How to complete this task:
Within the lines below, find those that hold the string "dropped" and copy each one.
****
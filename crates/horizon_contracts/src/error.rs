//! Error types shared by every actor in the runtime.

/// Failures talking to an actor through its mailbox.
#[derive(Debug, Clone, PartialEq, Eq, thiserror::Error)]
pub enum ActorError {
    /// The actor has stopped (or crashed) and its mailbox is closed
    #[error("Actor mailbox is closed")]
    MailboxClosed,

    /// The actor dropped the request without answering, usually because it
    /// stopped while the request was queued
    #[error("Actor dropped the request without replying")]
    NoReply,
}

/// Failures reported by outbound collaborators.
#[derive(Debug, Clone, PartialEq, Eq, thiserror::Error)]
pub enum CollaboratorError {
    #[error("Persistence error: {0}")]
    Persistence(String),

    #[error("Broadcast error: {0}")]
    Broadcast(String),

    #[error("Creature management error: {0}")]
    Creature(String),
}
****
Response below:
    /// The actor dropped the request without answering, usually because it
    #[error("Actor dropped the request without replying")]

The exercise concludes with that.